- _DATA SUPPLIED_

//! Composite actions.
//!
//! ## Contents
//! - [`Sequence`] runs children one after another, stopping at the first error
//! - [`Parallel`] runs children concurrently, optionally aborting siblings on failure
//!
//! Both complete only after every child's done signal is set, so observers of a
//! composite's done signal never see a child still finishing.

mod parallel;
mod sequence;

pub use parallel::Parallel;
pub use sequence::Sequence;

- _YOUR GOAL_
All of the data above should be transcribed exactly.

- _WRITTEN RESPONSE_
//! Composite actions.
//!
//! ## Contents
//! - [`Sequence`] runs children one after another, stopping at the first error
//! - [`Parallel`] runs children concurrently, optionally aborting siblings on failure
//!
//! Both complete only after every child's done signal is set, so observers of a
//! composite's done signal never see a child still finishing.

mod parallel;
mod sequence;

pub use parallel::Parallel;
pub use sequence::Sequence;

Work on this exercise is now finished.